## Instructions for the task
Look through the lines below and extract any with the word "segments".

· · · ·

//! Routing followed by fan-out, as one entry point.

use crate::llm::LLMClient;
use crate::research::capability::UnitRoster;
use crate::research::context::RunContext;
use crate::research::runner::{EventStream, ParallelRunner};
use crate::routing::classifier::LlmIntentClassifier;
use crate::routing::selector::{RoutingDecision, Selector, Toggles};
use crate::utils::toml_config::ResearchConfig;
use chrono::Utc;

/// Shared State key holding the routing record of the latest run.
pub const ROUTING_STATE_KEY: &str = "app:research_routing";

const ROUTING_SOURCE: &str = "advisor_research";

/// Routes a query and runs the selected units.
pub struct ResearchWorkflow {
    selector: Selector,
    runner: ParallelRunner,
}

impl ResearchWorkflow {
    pub fn new(selector: Selector, runner: ParallelRunner) -> Self {
        Self { selector, runner }
    }

    /// Build from loaded configuration and resolved toggles.
    ///
    /// `llm` is only used when the routing section enables the model
    /// fallback.
    pub fn from_config(
        config: &ResearchConfig,
        toggles: Toggles,
        roster: UnitRoster,
        llm: Option<Box<dyn LLMClient>>,
    ) -> Self {
        let mut selector = Selector::from_config(toggles, &config.routing);
        if config.routing.llm_fallback {
            if let Some(llm) = llm {
                selector = selector.with_llm_fallback(LlmIntentClassifier::new(llm));
            }
        }
        Self::new(selector, ParallelRunner::from_config(roster, &config.runner))
    }

    pub fn selector(&self) -> &Selector {
        &self.selector
    }

    pub fn runner(&self) -> &ParallelRunner {
        &self.runner
    }

    /// Route `text`, record the decision and start the selected units.
    ///
    /// The returned stream yields unit events as they arrive. The routing
    /// record is written before any unit starts.
    pub async fn start(&self, text: &str, ctx: RunContext) -> (RoutingDecision, EventStream) {
        let ctx = ctx.with_user_content(text);
        let decision = self.selector.route(text).await;

        tracing::info!(
            invocation_id = %ctx.invocation_id(),
            units = ?decision.unit_names(),
            classifier = ?decision.classifier,
            policy = %decision.policy,
            workflow_mode = %decision.workflow_mode,
            "Research routing"
        );

        self.record_decision(&decision, &ctx).await;

        let events = self.runner.run(&decision.selected, ctx);
        (decision, events)
    }

    async fn record_decision(&self, decision: &RoutingDecision, ctx: &RunContext) {
        let mut record = match serde_json::to_value(decision) {
            Ok(serde_json::Value::Object(map)) => map,
            Ok(_) => serde_json::Map::new(),
            Err(e) => {
                tracing::warn!(error = %e, "Failed to serialize routing decision");
                return;
            }
        };
        record.insert("source".to_string(), ROUTING_SOURCE.into());
        record.insert("createdAt".to_string(), Utc::now().to_rfc3339().into());
        record.insert(
            "invocationId".to_string(),
            ctx.invocation_id().to_string().into(),
        );
        ctx.state()
            .set(ROUTING_STATE_KEY, serde_json::Value::Object(record));

        if let Some(session) = ctx.session() {
            if let Err(e) = session.persist(ctx.state()).await {
                tracing::warn!(
                    session_id = %session.scope().session_id,
                    error = %e,
                    "Failed to persist research routing"
                );
            }
        }
    }
}
//! Per-run context handed to capability units.

use crate::research::state::{SessionHandle, SharedState, StateStore};
use crate::types::SessionScope;
use serde::{Deserialize, Serialize};
use std::fmt;
use std::sync::Arc;
use tokio_util::sync::CancellationToken;
use uuid::Uuid;

/// Hierarchical, dot-separated label identifying which task produced an event.
///
/// Paths are values: [`child`](Self::child) returns a new path and never
/// modifies the parent.
#[derive(Debug, Clone, Default, PartialEq, Eq, Hash, Serialize, Deserialize)]
#[serde(transparent)]
pub struct BranchPath(String);

impl BranchPath {
    /// The empty path.
    pub fn root() -> Self {
        Self::default()
    }

    pub fn new(path: impl Into<String>) -> Self {
        Self(path.into())
    }

    /// `parent.segment`, or just `segment` under the root.
    pub fn child(&self, segment: &str) -> Self {
        if self.0.is_empty() {
            Self(segment.to_string())
        } else {
            Self(format!("{}.{}", self.0, segment))
        }
    }

    pub fn is_root(&self) -> bool {
        self.0.is_empty()
    }

    pub fn segments(&self) -> impl Iterator<Item = &str> {
        self.0.split('.').filter(|s| !s.is_empty())
    }

    /// Last segment, if any.
    pub fn leaf(&self) -> Option<&str> {
        self.segments().last()
    }

    /// True if `self` is `other` or lies underneath it.
    pub fn starts_with(&self, other: &BranchPath) -> bool {
        other.is_root()
            || self.0 == other.0
            || (self.0.starts_with(&other.0) && self.0[other.0.len()..].starts_with('.'))
    }

    pub fn as_str(&self) -> &str {
        &self.0
    }
}

impl fmt::Display for BranchPath {
    fn fmt(&self, f: &mut fmt::Formatter<'_>) -> fmt::Result {
        f.write_str(&self.0)
    }
}

/// Everything a unit needs for one run: where it sits in the branch tree,
/// how to notice cancellation and where to write its artifact.
#[derive(Clone)]
pub struct RunContext {
    invocation_id: Uuid,
    branch: BranchPath,
    user_content: Arc<str>,
    cancellation: CancellationToken,
    state: SharedState,
    session: Option<SessionHandle>,
}

impl RunContext {
    pub fn new(state: SharedState) -> Self {
        Self {
            invocation_id: Uuid::new_v4(),
            branch: BranchPath::root(),
            user_content: Arc::from(""),
            cancellation: CancellationToken::new(),
            state,
            session: None,
        }
    }

    pub fn with_branch(mut self, branch: BranchPath) -> Self {
        self.branch = branch;
        self
    }

    pub fn with_user_content(mut self, text: impl Into<Arc<str>>) -> Self {
        self.user_content = text.into();
        self
    }

    pub fn with_cancellation(mut self, token: CancellationToken) -> Self {
        self.cancellation = token;
        self
    }

    /// Attach the durable session the Shared State is persisted to.
    pub fn with_session(mut self, scope: SessionScope, store: Arc<dyn StateStore>) -> Self {
        self.session = Some(SessionHandle::new(scope, store));
        self
    }

    /// Context for a sub-task: branch extended by `segment`, cancellation
    /// chained to this context, same state and session.
    pub fn child(&self, segment: &str) -> Self {
        Self {
            invocation_id: self.invocation_id,
            branch: self.branch.child(segment),
            user_content: Arc::clone(&self.user_content),
            cancellation: self.cancellation.child_token(),
            state: self.state.clone(),
            session: self.session.clone(),
        }
    }

    pub fn invocation_id(&self) -> Uuid {
        self.invocation_id
    }

    pub fn branch(&self) -> &BranchPath {
        &self.branch
    }

    /// The user's query text
    pub fn user_content(&self) -> &str {
        &self.user_content
    }

    pub fn cancellation(&self) -> &CancellationToken {
        &self.cancellation
    }

    pub fn is_cancelled(&self) -> bool {
        self.cancellation.is_cancelled()
    }

    /// Cancel this context and every child derived from it.
    pub fn cancel(&self) {
        self.cancellation.cancel();
    }

    pub fn state(&self) -> &SharedState {
        &self.state
    }

    pub fn session(&self) -> Option<&SessionHandle> {
        self.session.as_ref()
    }
}

impl fmt::Debug for RunContext {
    fn fmt(&self, f: &mut fmt::Formatter<'_>) -> fmt::Result {
        f.debug_struct("RunContext")
            .field("invocation_id", &self.invocation_id)
            .field("branch", &self.branch)
            .field("cancelled", &self.is_cancelled())
            .field("session", &self.session.as_ref().map(|s| s.scope()))
            .finish()
    }
}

· · · ·

## Written answer
    pub fn segments(&self) -> impl Iterator<Item = &str> {
        self.segments().last()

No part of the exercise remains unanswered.